'We need around $2.5 billion to import materials every year so the incentives are good for us'.
Long-await incentives for Vietnam’s first-ever petrochemical complex have been released.
The $4.2 billion Thai-backed petrochemical complex has been delayed for more than two years since its major stakeholder SCG could not arrange financial sources because their proposed incentives had not been approved by the Vietnamese government.
According to a Ministry of Industry and Trade source, the major approved incentives for the southern Ba Ria-Vung Tau province-based Long Son Petrochemical Joint Venture Company would be exemption from raw material imports in the first 30 years of operation for propane, butane, naphtha, industrial salt and coal and the application of a 3 per cent tax rate for special products such as polypropylene, polyethylene, viycloruamonome for 10 years.
These imports are essential raw materials the petrochemical complex will need for its operations.
However, the joint venture company will have to seek dollars to pay its imports without Vietnamese government’s guarantees.
A source from the joint venture company, made up by PetroVietnam (18 per cent), the Vietnam National Chemical Corporation (11 per cent), and two subsidiaries of SCG - SCG Vina SCG Chemical Company and the Thai Plastic and Chemicals Public Company together with 71 per cent, said: “We need around $2.5 billion to import materials every year so the incentives are good for us. Being the first petrochemical complex in Vietnam we should have received the highest incentives from the government, in order to be competitive in a tougher market.”
The source, however, said more favourable incentives had been given to the Nghi Son refinery, located in central Thanh Hoa province and invested by a consortium led by PetroVietnam, Kuwait Petroleum International, Japan’s Idemitsu Kosan and Mitsui Chemicals.
According to PetroVietnam, Japan Bank for International Cooperation and Korea’s Export Import Bank and Trade Insurance Corporation were studying to provide loans to the Long Son petrochemical complex project.

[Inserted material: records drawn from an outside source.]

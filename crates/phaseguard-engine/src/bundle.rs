//! Engine-level bundle operations: activation and rollback.
//!
//! Neither is tied to a run. Both hold the engine lock, so two activations
//! never interleave their pointer writes.

use camino::{Utf8Path, Utf8PathBuf};
use chrono::{DateTime, Utc};
use serde::Serialize;

use phaseguard_config::Config;
use phaseguard_integrity::{
    ActivationOutcome, LOCK_FILE, LifecycleManager, MANIFEST_FILE, RollbackRecord, RollbackTrigger,
    StagedBundle, stage,
};
use phaseguard_lock::{LockOptions, SessionLock};
use phaseguard_reason::{ReasonRegistry, RenderContext};
use phaseguard_state::{SessionRepository, StateOptions};
use phaseguard_utils::paths::{Layout, ensure_dir_all};
use phaseguard_utils::types::SessionKey;

use crate::envelope::OutputEnvelope;
use crate::error::EngineError;
use crate::integrity::StateSmokeTest;

const ENGINE_HOLDER: &str = "engine";

#[derive(Debug, Clone, Serialize)]
pub struct ActivationReport {
    pub envelope: OutputEnvelope,
    pub outcome: ActivationOutcome,
    /// Engine-owned copy the pointer refers to
    pub staged_dir: Utf8PathBuf,
}

#[derive(Debug, Clone, Serialize)]
pub struct RollbackReport {
    pub envelope: OutputEnvelope,
    pub rollback: RollbackRecord,
}

pub(crate) fn lock_options(config: &Config) -> LockOptions {
    LockOptions {
        wait: config.lock.wait(),
        poll: config.lock.poll(),
        stale_after: config.lock.stale_after(),
    }
}

pub(crate) fn load_registry(config: &Config) -> Result<ReasonRegistry, EngineError> {
    Ok(match &config.registry.path {
        Some(path) => ReasonRegistry::from_path(path)?,
        None => ReasonRegistry::builtin()?,
    })
}

fn engine_lock(config: &Config, layout: &Layout) -> Result<SessionLock, EngineError> {
    Ok(SessionLock::acquire(
        &layout.engine_dir().join(".lock.d"),
        ENGINE_HOLDER,
        &lock_options(config),
    )?)
}

/// Copy a verified bundle under the engine's staging area so later edits to
/// the source cannot change what is active.
fn copy_to_staging(layout: &Layout, staged: &StagedBundle) -> Result<Utf8PathBuf, EngineError> {
    let short = staged.ruleset_hash.get(..12).unwrap_or(&staged.ruleset_hash);
    let dest = layout.staged_dir().join(format!(
        "{}-{}-{short}",
        staged.manifest.name, staged.manifest.version
    ));
    if dest.exists() {
        std::fs::remove_dir_all(&dest)?;
    }
    let files = [MANIFEST_FILE, LOCK_FILE]
        .into_iter()
        .map(str::to_string)
        .chain(staged.manifest.files.iter().map(|f| f.path.clone()));
    for rel in files {
        let target = dest.join(&rel);
        if let Some(parent) = target.parent() {
            ensure_dir_all(parent)?;
        }
        std::fs::copy(staged.dir.join(&rel), &target)?;
    }
    Ok(dest)
}

/// Stage `source`, copy it into the engine area and make it active.
///
/// `session`, when given, is a run whose state must still pass its
/// invariants under the new bundle.
pub fn activate_bundle(
    config: &Config,
    source: &Utf8Path,
    session: Option<&SessionKey>,
    now: DateTime<Utc>,
) -> Result<ActivationReport, EngineError> {
    let layout = config.layout();
    let lock = engine_lock(config, &layout)?;
    let registry = load_registry(config)?;
    let lifecycle = LifecycleManager::new(layout.clone(), config.engine.version.clone(), config.execution_mode());

    let verified = lifecycle.stage(source)?;
    let staged_dir = copy_to_staging(&layout, &verified)?;
    let staged = stage(&staged_dir, &config.engine.version)?;

    let mut sessions = Vec::new();
    if let Some(key) = session {
        let repository = SessionRepository::new(
            layout.clone(),
            key.clone(),
            StateOptions {
                default_rollout: config.state.rollout,
                allow_legacy_fields: config.state.allow_legacy_fields,
                execution_mode: config.execution_mode(),
            },
        );
        sessions.push(repository.load(&registry)?.state);
    }
    let smoke = StateSmokeTest {
        registry: &registry,
        sessions,
    };
    let outcome = lifecycle.activate(&staged, &smoke, &[], now)?;
    lock.release()?;

    let ctx = RenderContext::engine();
    let envelope = match &outcome {
        ActivationOutcome::Activated { record, verdict } => {
            let warning = verdict.reason().map(|(code, payload)| registry.emit(code, payload, &ctx));
            tracing::info!(bundle = %record.label(), "activation complete");
            OutputEnvelope::for_engine(
                warning.as_ref(),
                format!("phaseguard status --repo {} --run {}", ctx.repo, ctx.run_id),
            )
        }
        ActivationOutcome::RolledBack { rollback, verdict } => {
            let refusal = verdict.reason().map(|(code, payload)| registry.emit(code, payload, &ctx));
            tracing::warn!(restored = %rollback.restored, "activation rolled back");
            OutputEnvelope::for_engine(
                refusal.as_ref(),
                "Bump the bundle version, regenerate bundle.lock, then run `phaseguard activate --bundle <dir>`",
            )
        }
    };
    Ok(ActivationReport {
        envelope,
        outcome,
        staged_dir,
    })
}

/// Restore the previous bundle on operator request.
pub fn rollback_engine(
    config: &Config,
    trigger: RollbackTrigger,
    now: DateTime<Utc>,
) -> Result<RollbackReport, EngineError> {
    let layout = config.layout();
    let lock = engine_lock(config, &layout)?;
    let registry = load_registry(config)?;
    let lifecycle = LifecycleManager::new(layout, config.engine.version.clone(), config.execution_mode());
    let rollback = lifecycle.rollback(trigger, now)?;
    lock.release()?;

    let (code, payload) = rollback.reason();
    let emission = registry.emit(code, payload, &RenderContext::engine());
    let envelope = OutputEnvelope::for_engine(Some(&emission), emission.next_command.clone());
    Ok(RollbackReport { envelope, rollback })
}

#[cfg(test)]
pub(crate) mod fixtures {
    use super::*;
    use phaseguard_integrity::lock_bundle;
    use phaseguard_utils::canonicalization::blake3_hex;

    /// Write a one-file bundle and lock it.
    pub(crate) fn write_bundle(dir: &Utf8Path, version: &str, rules: &str) {
        std::fs::create_dir_all(dir.join("rules")).unwrap();
        std::fs::write(dir.join("rules/core.md"), rules).unwrap();
        let manifest = format!(
            "name = \"core\"\nversion = \"{version}\"\nmin_engine_version = \"0.1.0\"\n\n\
             [compatibility]\nstate-schema-v1 = true\n\n\
             [[file]]\npath = \"rules/core.md\"\nblake3 = \"{}\"\n",
            blake3_hex(rules.as_bytes())
        );
        std::fs::write(dir.join(MANIFEST_FILE), manifest).unwrap();
        lock_bundle(dir).unwrap();
    }
}

#[cfg(test)]
mod tests {
    use super::fixtures::write_bundle;
    use super::*;
    use crate::envelope::EnvelopeStatus;
    use phaseguard_utils::exit_codes::ExitCode;
    use phaseguard_utils::paths::with_isolated_home;
    use phaseguard_utils::test_support::fixed_now;

    fn config(home: &Utf8Path) -> Config {
        Config::builder()
            .home(home.to_path_buf())
            .engine_version("1.0.0")
            .build()
            .unwrap()
    }

    #[test]
    fn test_activation_copies_bundle_out_of_source() {
        let home = with_isolated_home();
        let cfg = config(&home.home());
        let source = home.home().join("src-bundle");
        write_bundle(&source, "1.0.0", "rule one");

        let report = activate_bundle(&cfg, &source, None, fixed_now()).unwrap();
        assert!(matches!(report.outcome, ActivationOutcome::Activated { .. }));
        assert!(report.staged_dir.starts_with(cfg.layout().staged_dir()));
        assert_eq!(report.envelope.status, EnvelopeStatus::Ok);

        // editing the source leaves the active copy intact
        std::fs::write(source.join("rules/core.md"), "edited").unwrap();
        let lifecycle = LifecycleManager::new(cfg.layout(), cfg.engine.version.clone(), cfg.execution_mode());
        assert!(lifecycle.verify_active(fixed_now()).unwrap().is_none());
    }

    #[test]
    fn test_same_version_new_content_is_an_integrity_refusal() {
        let home = with_isolated_home();
        let cfg = config(&home.home());
        let first = home.home().join("first");
        write_bundle(&first, "1.0.0", "rule one");
        activate_bundle(&cfg, &first, None, fixed_now()).unwrap();

        let second = home.home().join("second");
        write_bundle(&second, "1.0.0", "rule one, quietly changed");
        let report = activate_bundle(&cfg, &second, None, fixed_now()).unwrap();
        assert!(matches!(report.outcome, ActivationOutcome::RolledBack { .. }));
        assert_eq!(report.envelope.status, EnvelopeStatus::Blocked);
        assert_eq!(report.envelope.reason_code.as_deref(), Some("BLOCKED-HASH-MISMATCH"));
        assert_eq!(report.envelope.exit_code(), ExitCode::INTEGRITY);
    }

    #[test]
    fn test_rollback_without_previous_is_unavailable() {
        let home = with_isolated_home();
        let cfg = config(&home.home());
        let err = rollback_engine(&cfg, RollbackTrigger::BundleIncompatible, fixed_now()).unwrap_err();
        assert_eq!(err.to_exit_code(), ExitCode::INTEGRITY);
        assert_eq!(
            err.reason().unwrap().0,
            phaseguard_reason::ReasonCode::RollbackUnavailable
        );
    }

    #[test]
    fn test_rollback_restores_previous_bundle() {
        let home = with_isolated_home();
        let cfg = config(&home.home());
        for (i, version) in ["1.0.0", "1.1.0"].iter().enumerate() {
            let dir = home.home().join(format!("b{i}"));
            write_bundle(&dir, version, &format!("rules {version}"));
            activate_bundle(&cfg, &dir, None, fixed_now()).unwrap();
        }
        let report = rollback_engine(&cfg, RollbackTrigger::BundleIncompatible, fixed_now()).unwrap();
        assert_eq!(report.rollback.restored, "core@1.0.0");
        assert_eq!(report.envelope.status, EnvelopeStatus::Warn);
        assert_eq!(report.envelope.reason_code.as_deref(), Some("WARN-ROLLBACK-PERFORMED"));
    }
}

The joint venture company source also said that negotiations were still underway to transfer stakes from SCG to Qatar Petroleum International (25 per cent) and Japan’s Itochu (5 per cent).
The Long Son petrochemical complex will be built in the Long Son Industrial Zone in Vung Tau city, about 125 kilometres north of Ho Chi Minh City. The Long Son, which received an investment certificate in 2008, is considered one of the most strategic projects in Vietnam’s oil and gas industry, together with Dung Quat and Nghi Son refineries.
The complex will be able to supply domestic and international markets with around four million tonnes of different kinds of petrochemical products per year.
The development of the complex will be implemented in two separate phases. The construction of the first phase is expected to start before the end of this year, while the the second one will start in early 2013.